[Directions for this task] The reply must consist of one number: how many lines of the data include the word "normalize".

(Stored items)
========================

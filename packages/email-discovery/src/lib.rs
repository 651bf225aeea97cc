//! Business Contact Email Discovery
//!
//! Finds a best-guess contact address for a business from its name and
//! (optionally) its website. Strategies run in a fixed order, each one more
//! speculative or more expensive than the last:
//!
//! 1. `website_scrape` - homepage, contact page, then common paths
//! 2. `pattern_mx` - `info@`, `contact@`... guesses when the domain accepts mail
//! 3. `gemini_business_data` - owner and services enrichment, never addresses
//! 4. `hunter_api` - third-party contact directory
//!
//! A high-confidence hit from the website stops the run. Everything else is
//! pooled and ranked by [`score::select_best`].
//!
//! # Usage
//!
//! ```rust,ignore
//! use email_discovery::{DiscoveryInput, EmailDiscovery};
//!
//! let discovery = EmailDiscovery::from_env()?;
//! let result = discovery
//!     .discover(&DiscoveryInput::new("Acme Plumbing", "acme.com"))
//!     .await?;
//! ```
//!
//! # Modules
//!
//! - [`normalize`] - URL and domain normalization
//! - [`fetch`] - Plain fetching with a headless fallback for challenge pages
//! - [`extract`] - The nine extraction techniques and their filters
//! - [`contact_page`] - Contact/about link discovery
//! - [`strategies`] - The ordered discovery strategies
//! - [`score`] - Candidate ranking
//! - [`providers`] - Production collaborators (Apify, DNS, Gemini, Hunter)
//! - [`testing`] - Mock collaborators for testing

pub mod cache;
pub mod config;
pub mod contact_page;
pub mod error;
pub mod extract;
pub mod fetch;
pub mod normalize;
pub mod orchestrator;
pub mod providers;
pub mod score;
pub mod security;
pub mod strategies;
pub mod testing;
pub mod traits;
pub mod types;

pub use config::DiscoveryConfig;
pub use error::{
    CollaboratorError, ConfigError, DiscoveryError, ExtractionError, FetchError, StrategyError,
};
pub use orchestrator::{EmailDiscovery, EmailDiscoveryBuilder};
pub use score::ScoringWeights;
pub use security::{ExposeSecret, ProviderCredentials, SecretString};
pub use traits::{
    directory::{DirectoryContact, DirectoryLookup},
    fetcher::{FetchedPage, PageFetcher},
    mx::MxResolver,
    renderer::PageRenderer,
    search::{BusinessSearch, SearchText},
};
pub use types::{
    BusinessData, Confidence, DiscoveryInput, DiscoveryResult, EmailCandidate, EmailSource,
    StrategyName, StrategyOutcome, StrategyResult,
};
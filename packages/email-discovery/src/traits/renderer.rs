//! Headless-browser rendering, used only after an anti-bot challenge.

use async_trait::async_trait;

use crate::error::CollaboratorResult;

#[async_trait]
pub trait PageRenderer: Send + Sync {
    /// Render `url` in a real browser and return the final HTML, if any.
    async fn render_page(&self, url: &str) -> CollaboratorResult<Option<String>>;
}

========================

[Result for this exercise] 2